For me, it was Morrissey from The Smiths. I had a crush on him so bad. And I still have a crush on his voice today. There's just something about it that always has and always will make me smile. I was initially crushed when The Smiths broke up but then his solo career was just as good so like is good. Now, like me, he looks more like some older dude but its all good ....


----------



## bnapier (Apr 26, 2010)




----------



## BTackitt (Dec 15, 2008)

For looks?
Jon Bon Jovi & Kip Winger.

For vocal talent?
Jim Nabors, Nat King Cole

For both?
Carlos Marin from Il Divo. (http://www.ildivo.com/uk/band/carlos)


----------



## Danielle Kazemi (Apr 2, 2011)

I know I am really revealing my age but Justin Timberlake. Yep. Like his looks better now than back then though. He has a good personality too.


----------



## NogDog (May 1, 2009)

I had the hots for Stevie Nicks way back when (e.g. late '70s). After that it was Kate Bush.


----------



## NapCat (retired) (Jan 17, 2011)

Mary Travis of Peter, Paul & Mary.
I was fortunate to have met her and have a signed album...


----------



## The Hooded Claw (Oct 12, 2009)

The late Laura Branigan. She could sing the trashiest stuff while making it sound classy and romantic! And look fabulous doing it.


----------



## ChrisHewitt (Dec 24, 2011)

When I was at school in the 70's I had a bit of a crush on Debbie Harry 

http://www.youtube.com/watch?v=WGU_4-5RaxU&ob=av3e


----------



## Vegas_Asian (Nov 2, 2008)

Gerard Way of My Chemical Romance.
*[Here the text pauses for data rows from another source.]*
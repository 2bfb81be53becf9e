//! CPU framebuffer renderer.
//!
//! Rasterizes terrain frames into an RGBA buffer and exports them as PNG.
//! Screen rectangles are snapped to whole pixels by rounding both edges, so
//! neighbouring chunks tile without gaps or double coverage.

use std::path::Path;

use bytemuck::{Pod, Zeroable};
use image::{ImageFormat, RgbaImage};
use strata_common::{Rgb, ScreenRect, StrataError, StrataResult};
use tracing::{debug, info};

use crate::render::Renderer;

/// RGBA pixel data.
#[derive(Debug, Clone, Copy, PartialEq, Eq, Default, Pod, Zeroable)]
#[repr(C)]
pub struct Pixel {
    /// Red channel (0-255)
    pub r: u8,
    /// Green channel (0-255)
    pub g: u8,
    /// Blue channel (0-255)
    pub b: u8,
    /// Alpha channel (0-255)
    pub a: u8,
}

impl Pixel {
    /// Creates a fully opaque pixel.
    #[must_use]
    pub const fn opaque(colour: Rgb) -> Self {
        Self {
            r: colour.r,
            g: colour.g,
            b: colour.b,
            a: 255,
        }
    }
}

/// Software render target.
#[derive(Debug, Clone)]
pub struct Framebuffer {
    /// Width in pixels
    width: u32,
    /// Height in pixels
    height: u32,
    /// Pixel data (row-major)
    pixels: Vec<Pixel>,
    /// Last overlay label drawn this frame
    label: Option<String>,
}

impl Framebuffer {
    /// Creates a transparent framebuffer.
    #[must_use]
    pub fn new(width: u32, height: u32) -> Self {
        Self {
            width,
            height,
            pixels: vec![Pixel::default(); width as usize * height as usize],
            label: None,
        }
    }

    /// Returns the width.
    #[must_use]
    pub const fn width(&self) -> u32 {
        self.width
    }

    /// Returns the height.
    #[must_use]
    pub const fn height(&self) -> u32 {
        self.height
    }

    /// Gets a pixel at (x, y).
    #[must_use]
    pub fn get(&self, x: u32, y: u32) -> Option<Pixel> {
        if x >= self.width || y >= self.height {
            return None;
        }
        self.pixels
            .get(y as usize * self.width as usize + x as usize)
            .copied()
    }

    /// Returns the overlay label drawn since the last clear.
    #[must_use]
    pub fn label(&self) -> Option<&str> {
        self.label.as_deref()
    }

    /// Returns the raw pixel data as RGBA bytes.
    #[must_use]
    pub fn as_rgba_bytes(&self) -> &[u8] {
        bytemuck::cast_slice(&self.pixels)
    }

    /// Converts the frame into an `image` buffer.
    #[must_use]
    pub fn to_image(&self) -> Option<RgbaImage> {
        RgbaImage::from_raw(self.width, self.height, self.as_rgba_bytes().to_vec())
    }

    /// Writes the frame to `path` as PNG.
    pub fn save_png(&self, path: &Path) -> StrataResult<()> {
        let export_error = |reason: String| StrataError::Export {
            path: path.to_path_buf(),
            reason,
        };

        let image = self
            .to_image()
            .ok_or_else(|| export_error("pixel buffer size mismatch".into()))?;
        image
            .save_with_format(path, ImageFormat::Png)
            .map_err(|e| export_error(e.to_string()))?;

        info!("Saved {}x{} frame to {}", self.width, self.height, path.display());
        Ok(())
    }

    /// Clips a pixel edge pair to `0..limit`.
    fn span(start: f64, length: f64, limit: u32) -> (u32, u32) {
        let limit = f64::from(limit);
        let from = start.round().clamp(0.0, limit);
        let to = (start + length).round().clamp(0.0, limit);
        (from as u32, to as u32)
    }
}

impl Renderer for Framebuffer {
    fn clear(&mut self, colour: Rgb) {
        self.pixels.fill(Pixel::opaque(colour));
        self.label = None;
    }

    fn fill_rect(&mut self, rect: ScreenRect, colour: Rgb) {
        let (x0, x1) = Self::span(rect.x, rect.width, self.width);
        let (y0, y1) = Self::span(rect.y, rect.height, self.height);
        if x0 >= x1 || y0 >= y1 {
            return;
        }

        let pixel = Pixel::opaque(colour);
        let stride = self.width as usize;
        for y in y0 as usize..y1 as usize {
            self.pixels[y * stride + x0 as usize..y * stride + x1 as usize].fill(pixel);
        }
    }

    fn draw_label(&mut self, text: &str) {
        debug!("Overlay: {text}");
        self.label = Some(text.to_owned());
    }
}
//! Append-only cache of every chunk generated in a world.

use std::sync::Arc;

use ahash::AHashMap;
use strata_common::ChunkCoord;

use crate::chunk::{Chunk, ColourPolicy};
use crate::noise::HeightSource;

/// Every chunk ever generated for one world, keyed by grid coordinate.
///
/// Entries are never removed. The working set shares chunks with the store
/// through `Arc`, so dropping a chunk from view keeps it cached here.
#[derive(Debug, Default)]
pub struct TerrainStore {
    chunks: AHashMap<ChunkCoord, Arc<Chunk>>,
    policy: ColourPolicy,
}

impl TerrainStore {
    /// Creates an empty store colouring new chunks with `policy`.
    #[must_use]
    pub fn new(policy: ColourPolicy) -> Self {
        Self {
            chunks: AHashMap::new(),
            policy,
        }
    }

    /// Returns the chunk at `coord`, sampling `source` only on first access.
    pub fn get_or_create<S: HeightSource + ?Sized>(
        &mut self,
        coord: ChunkCoord,
        source: &S,
    ) -> Arc<Chunk> {
        let policy = self.policy;
        Arc::clone(
            self.chunks
                .entry(coord)
                .or_insert_with(|| Arc::new(Chunk::generate(coord, source, policy))),
        )
    }

    /// Returns the chunk at `coord` if it has been generated.
    #[must_use]
    pub fn get(&self, coord: ChunkCoord) -> Option<&Arc<Chunk>> {
        self.chunks.get(&coord)
    }

    /// Whether `coord` has been generated.
    #[must_use]
    pub fn contains(&self, coord: ChunkCoord) -> bool {
        self.chunks.contains_key(&coord)
    }

    /// Number of chunks generated so far.
    #[must_use]
    pub fn len(&self) -> usize {
        self.chunks.len()
    }

    /// Whether nothing has been generated yet.
    #[must_use]
    pub fn is_empty(&self) -> bool {
        self.chunks.is_empty()
    }

    /// Colour policy applied to new chunks.
    #[must_use]
    pub const fn policy(&self) -> ColourPolicy {
        self.policy
    }
}

#[cfg(test)]
mod tests {
    use super::*;
    use crate::noise::NoiseField;
    use crate::testing::CountingSource;

    #[test]
    fn test_get_or_create_is_idempotent() {
        let source = CountingSource::new(NoiseField::new(0));
        let mut store = TerrainStore::new(ColourPolicy::Simple);
        let coord = ChunkCoord::new(12, -40);

        let first = store.get_or_create(coord, &source);
        assert_eq!(source.calls(), 1);

        let second = store.get_or_create(coord, &source);
        assert_eq!(source.calls(), 1);
        assert!(Arc::ptr_eq(&first, &second));
        assert_eq!(*first, *second);
        assert_eq!(store.len(), 1);
    }

    #[test]
    fn test_chunk_uses_noise_height() {
        let field = NoiseField::new(9);
        let mut store = TerrainStore::new(ColourPolicy::Banded);
        let chunk = store.get_or_create(ChunkCoord::new(-300, 77), &field);

        assert_eq!(chunk.height(), field.height(-300.0, 77.0));
        assert_eq!(chunk.colour(), ColourPolicy::Banded.colour(chunk.height()));
    }

    #[test]
    fn test_get_only_returns_generated() {
        let field = NoiseField::new(1);
        let mut store = TerrainStore::default();
        assert!(store.is_empty());
        assert!(store.get(ChunkCoord::new(0, 0)).is_none());

        store.get_or_create(ChunkCoord::new(0, 0), &field);
        assert!(store.contains(ChunkCoord::new(0, 0)));
        assert!(!store.contains(ChunkCoord::new(1, 0)));
    }
}
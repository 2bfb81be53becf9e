//! Error types for Strata.
//!
//! Terrain generation, streaming, and viewport math are total and never fail.
//! Errors only arise at the edges: reading configuration, parsing scripted
//! input, and writing rendered frames.

use std::path::PathBuf;

use thiserror::Error;

/// Top-level error type for Strata operations.
#[derive(Debug, Error)]
pub enum StrataError {
    /// Configuration errors
    #[error("Config error: {0}")]
    Config(#[from] ConfigError),

    /// Scripted input could not be parsed
    #[error("Input error: {0}")]
    Input(#[from] InputParseError),

    /// Frame export failed
    #[error("Failed to export frame to {path}: {reason}")]
    Export {
        /// Destination path
        path: PathBuf,
        /// Underlying failure
        reason: String,
    },

    /// IO errors
    #[error("IO error: {0}")]
    Io(#[from] std::io::Error),
}

/// Configuration errors.
#[derive(Debug, Error)]
pub enum ConfigError {
    /// Config file could not be parsed
    #[error("Failed to parse {path}: {reason}")]
    Parse {
        /// Config file path
        path: PathBuf,
        /// Parser message
        reason: String,
    },

    /// Config could not be serialized
    #[error("Failed to serialize config: {0}")]
    Serialize(String),
}

/// Errors parsing a textual input event.
#[derive(Debug, Clone, PartialEq, Eq, Error)]
pub enum InputParseError {
    /// Empty line
    #[error("empty input event")]
    Empty,

    /// Unrecognized event name
    #[error("unknown input event `{0}`")]
    UnknownEvent(String),

    /// Wrong number of arguments
    #[error("`{event}` expects {expected} argument(s), got {actual}")]
    ArgumentCount {
        /// Event name
        event: String,
        /// Expected count
        expected: &'static str,
        /// Count found
        actual: usize,
    },

    /// Argument was not a number
    #[error("invalid number `{0}`")]
    InvalidNumber(String),
}

/// Result type alias for Strata operations.
pub type StrataResult<T> = Result<T, StrataError>;
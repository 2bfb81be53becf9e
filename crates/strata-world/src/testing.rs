//! Test helpers shared across modules.

use std::cell::Cell;

use crate::noise::HeightSource;

/// Wraps a height source and counts samples.
pub(crate) struct CountingSource<S> {
    inner: S,
    calls: Cell<usize>,
}

impl<S> CountingSource<S> {
    pub(crate) fn new(inner: S) -> Self {
        Self {
            inner,
            calls: Cell::new(0),
        }
    }

    pub(crate) fn calls(&self) -> usize {
        self.calls.get()
    }
}

impl<S: HeightSource> HeightSource for CountingSource<S> {
    fn height(&self, x: f64, y: f64) -> f64 {
        self.calls.set(self.calls.get() + 1);
        self.inner.height(x, y)
    }
}
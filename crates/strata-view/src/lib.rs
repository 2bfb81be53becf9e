//! # Strata View
//!
//! Viewport and rendering contract for Strata:
//! - Pan/zoom viewport with world/screen transforms
//! - The `Renderer` trait and the world render pass
//! - A CPU framebuffer renderer with PNG export
//! - Debug overlay text

#![warn(missing_docs)]
#![warn(clippy::all)]
#![deny(clippy::unwrap_used)]

pub mod camera;
pub mod framebuffer;
pub mod overlay;
pub mod render;

pub use camera::{Viewport, ViewMode, MAX_ZOOM, MIN_ZOOM, ZOOM_STEP};
pub use framebuffer::{Framebuffer, Pixel};
pub use overlay::{debug_label, format_label};
pub use render::{render_world, Renderer, CLEAR_COLOUR};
It started 8 years ago when I was 14 and it is still somewhat ongoing. It was the music that caught my attention then the music video "Ghost of You" (makes me cry every time) solidified my teen crush at 15. Then it happened again in 2006 when. "I Don't Love You " music video was released (which is where the picture came from)









Sent from my Kindle Fire using Tapatalk


----------



## teashopgirl (Dec 8, 2011)

I really liked Eef Barzelay from Clem Snide. Still do.


----------



## Victoria J (Jul 5, 2011)

Michael Jackson, back in his 'Thriller' days.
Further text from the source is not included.